Demystifying Prediction Powered Inference
Song, Yilin, Kluger, Dan M., Parikh, Harsh, Gu, Tian
Machine learning predictions are increasingly used to supplement incomplete or costly-to-measure outcomes in fields such as biomedical research, environmental science, and social science. However, treating predictions as ground truth introduces bias while ignoring them wastes valuable information. Prediction-Powered Inference (PPI) offers a principled framework that leverages predictions from large unlabeled datasets to improve statistical efficiency while maintaining valid inference through explicit bias correction using a smaller labeled subset. Despite its potential, the growing PPI variants and the subtle distinctions between them have made it challenging for practitioners to determine when and how to apply these methods responsibly. This paper demystifies PPI by synthesizing its theoretical foundations, methodological extensions, connections to existing statistics literature, and diagnostic tools into a unified practical workflow. Using the Mosaiks housing price data, we show that PPI variants produce tighter confidence intervals than complete-case analysis, but that double-dipping, i.e. reusing training data for inference, leads to anti-conservative confidence intervals and coverages.
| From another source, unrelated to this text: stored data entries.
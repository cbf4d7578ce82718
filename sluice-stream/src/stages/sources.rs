// Copyright 2025 Umberto Gotti <umberto.gotti@umbertogotti.dev>
// Licensed under the Apache License, Version 2.0
// http://www.apache.org/licenses/LICENSE-2.0

//! Stages without inlets that originate elements.

use super::source_stage;
use crate::context::StageContext;
use crate::dsl::Source;
use crate::logic::{downcast_event, StageLogic};
use crate::shape::SourceShape;
use futures::future::{BoxFuture, FutureExt, Shared};
use futures::stream::{BoxStream, Stream, StreamExt};
use parking_lot::Mutex;
use sluice_core::{Attributes, NotUsed, Result, StreamError};
use std::any::Any;
use std::future::Future;
use std::sync::Arc;

fn boxed<L: StageLogic>(logic: L) -> Result<(Box<dyn StageLogic>, NotUsed)> {
    Ok((Box::new(logic), NotUsed))
}

struct IterLogic<It: Iterator> {
    shape: SourceShape<It::Item>,
    iter: It,
}

impl<It> StageLogic for IterLogic<It>
where
    It: Iterator + Send + 'static,
    It::Item: Send + 'static,
{
    fn on_pull(&mut self, ctx: &mut StageContext<'_>, _outlet: usize) -> Result<()> {
        match self.iter.next() {
            Some(element) => ctx.push(self.shape.out, element),
            None => ctx.complete_stage(),
        }
    }
}

/// Every materialization iterates its own clone of `iterable`.
pub(crate) fn from_iter<I>(iterable: I) -> Source<I::Item>
where
    I: IntoIterator + Clone + Send + Sync + 'static,
    I::IntoIter: Send + 'static,
    I::Item: Send + 'static,
{
    source_stage("from_iter", move |_: &Attributes| {
        boxed(IterLogic {
            shape: SourceShape::<I::Item>::new(),
            iter: iterable.clone().into_iter(),
        })
    })
}

pub(crate) fn single<T: Clone + Send + Sync + 'static>(element: T) -> Source<T> {
    source_stage("single", move |_: &Attributes| {
        boxed(IterLogic {
            shape: SourceShape::<T>::new(),
            iter: std::iter::once(element.clone()),
        })
    })
}

pub(crate) fn repeat<T: Clone + Send + Sync + 'static>(element: T) -> Source<T> {
    source_stage("repeat", move |_: &Attributes| {
        boxed(IterLogic {
            shape: SourceShape::<T>::new(),
            iter: std::iter::repeat(element.clone()),
        })
    })
}

struct TerminalLogic {
    error: Option<StreamError>,
}

impl StageLogic for TerminalLogic {
    fn pre_start(&mut self, ctx: &mut StageContext<'_>) -> Result<()> {
        match self.error.take() {
            Some(error) => ctx.fail_stage(error),
            None => ctx.complete_stage(),
        }
    }
}

pub(crate) fn empty<T: Send + 'static>() -> Source<T> {
    source_stage("empty", |_: &Attributes| boxed(TerminalLogic { error: None }))
}

pub(crate) fn failed<T: Send + 'static>(error: StreamError) -> Source<T> {
    source_stage("failed", move |_: &Attributes| {
        boxed(TerminalLogic {
            error: Some(error.clone()),
        })
    })
}

struct FutureLogic<T> {
    shape: SourceShape<T>,
    future: Option<Shared<BoxFuture<'static, Result<T>>>>,
}

impl<T: Clone + Send + Sync + 'static> StageLogic for FutureLogic<T> {
    fn pre_start(&mut self, ctx: &mut StageContext<'_>) -> Result<()> {
        if let Some(future) = self.future.take() {
            ctx.run_future(future);
        }
        Ok(())
    }

    fn on_pull(&mut self, _ctx: &mut StageContext<'_>, _outlet: usize) -> Result<()> {
        Ok(())
    }

    fn on_async(&mut self, ctx: &mut StageContext<'_>, event: Box<dyn Any + Send>) -> Result<()> {
        match downcast_event::<Result<T>>(event)? {
            Ok(element) => {
                ctx.emit(self.shape.out, element)?;
                ctx.complete_stage()
            }
            Err(error) => ctx.fail_stage(error),
        }
    }
}

/// The future is shared: every materialization observes the same outcome.
pub(crate) fn from_future<T, F>(future: F) -> Source<T>
where
    T: Clone + Send + Sync + 'static,
    F: Future<Output = Result<T>> + Send + 'static,
{
    let shared = future.boxed().shared();
    source_stage("from_future", move |_: &Attributes| {
        boxed(FutureLogic {
            shape: SourceShape::<T>::new(),
            future: Some(shared.clone()),
        })
    })
}

struct UnfoldLogic<S, T, F> {
    shape: SourceShape<T>,
    state: Option<S>,
    f: Arc<F>,
}

impl<S, T, F> StageLogic for UnfoldLogic<S, T, F>
where
    S: Send + 'static,
    T: Send + 'static,
    F: Fn(S) -> Option<(S, T)> + Send + Sync + 'static,
{
    fn on_pull(&mut self, ctx: &mut StageContext<'_>, _outlet: usize) -> Result<()> {
        let Some(state) = self.state.take() else {
            return ctx.complete_stage();
        };
        match (self.f)(state) {
            Some((next, element)) => {
                self.state = Some(next);
                ctx.push(self.shape.out, element)
            }
            None => ctx.complete_stage(),
        }
    }
}

pub(crate) fn unfold<S, T, F>(seed: S, f: F) -> Source<T>
where
    S: Clone + Send + Sync + 'static,
    T: Send + 'static,
    F: Fn(S) -> Option<(S, T)> + Send + Sync + 'static,
{
    let f = Arc::new(f);
    source_stage("unfold", move |_: &Attributes| {
        boxed(UnfoldLogic {
            shape: SourceShape::<T>::new(),
            state: Some(seed.clone()),
            f: Arc::clone(&f),
        })
    })
}

struct UnfoldAsyncLogic<S, T, F> {
    shape: SourceShape<T>,
    state: Option<S>,
    f: Arc<F>,
}

impl<S, T, F, Fut> StageLogic for UnfoldAsyncLogic<S, T, F>
where
    S: Send + 'static,
    T: Send + 'static,
    F: Fn(S) -> Fut + Send + Sync + 'static,
    Fut: Future<Output = Result<Option<(S, T)>>> + Send + 'static,
{
    fn on_pull(&mut self, ctx: &mut StageContext<'_>, _outlet: usize) -> Result<()> {
        match self.state.take() {
            Some(state) => {
                ctx.run_future((self.f)(state));
                Ok(())
            }
            None => ctx.complete_stage(),
        }
    }

    fn on_async(&mut self, ctx: &mut StageContext<'_>, event: Box<dyn Any + Send>) -> Result<()> {
        match downcast_event::<Result<Option<(S, T)>>>(event)? {
            Ok(Some((next, element))) => {
                self.state = Some(next);
                ctx.push(self.shape.out, element)
            }
            Ok(None) => ctx.complete_stage(),
            Err(error) => ctx.fail_stage(error),
        }
    }
}

pub(crate) fn unfold_async<S, T, F, Fut>(seed: S, f: F) -> Source<T>
where
    S: Clone + Send + Sync + 'static,
    T: Send + 'static,
    F: Fn(S) -> Fut + Send + Sync + 'static,
    Fut: Future<Output = Result<Option<(S, T)>>> + Send + 'static,
{
    let f = Arc::new(f);
    source_stage("unfold_async", move |_: &Attributes| {
        boxed(UnfoldAsyncLogic {
            shape: SourceShape::<T>::new(),
            state: Some(seed.clone()),
            f: Arc::clone(&f),
        })
    })
}

struct StreamLogic<T> {
    shape: SourceShape<T>,
    stream: Option<BoxStream<'static, T>>,
}

impl<T: Send + 'static> StageLogic for StreamLogic<T> {
    fn on_pull(&mut self, ctx: &mut StageContext<'_>, _outlet: usize) -> Result<()> {
        if let Some(mut stream) = self.stream.take() {
            ctx.run_future(async move {
                let next = stream.next().await;
                (stream, next)
            });
        }
        Ok(())
    }

    fn on_async(&mut self, ctx: &mut StageContext<'_>, event: Box<dyn Any + Send>) -> Result<()> {
        let (stream, next) = downcast_event::<(BoxStream<'static, T>, Option<T>)>(event)?;
        match next {
            Some(element) => {
                self.stream = Some(stream);
                ctx.push(self.shape.out, element)
            }
            None => ctx.complete_stage(),
        }
    }
}

/// A `futures::Stream` can be consumed only once, so the source can only be
/// materialized once; later materializations fail.
pub(crate) fn from_stream<S>(stream: S) -> Source<S::Item>
where
    S: Stream + Send + 'static,
    S::Item: Send + 'static,
{
    let slot = Arc::new(Mutex::new(Some(stream.boxed())));
    source_stage("from_stream", move |_: &Attributes| {
        let stream = slot.lock().take().ok_or_else(|| {
            StreamError::stream_error("a source wrapping a stream can only be materialized once")
        })?;
        boxed(StreamLogic {
            shape: SourceShape::<S::Item>::new(),
            stream: Some(stream),
        })
    })
}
Under missing-not-at-random mechanisms, all methods, including classical inference using only labeled data, yield biased estimates. We provide a decision flowchart linking assumption violations to appropriate PPI variants, a summary table of selective methods, and practical diagnostic strategies for evaluating core assumptions. By framing PPI as a general recipe rather than a single estimator, this work bridges methodological innovation and applied practice, helping researchers responsibly integrate predictions into valid inference.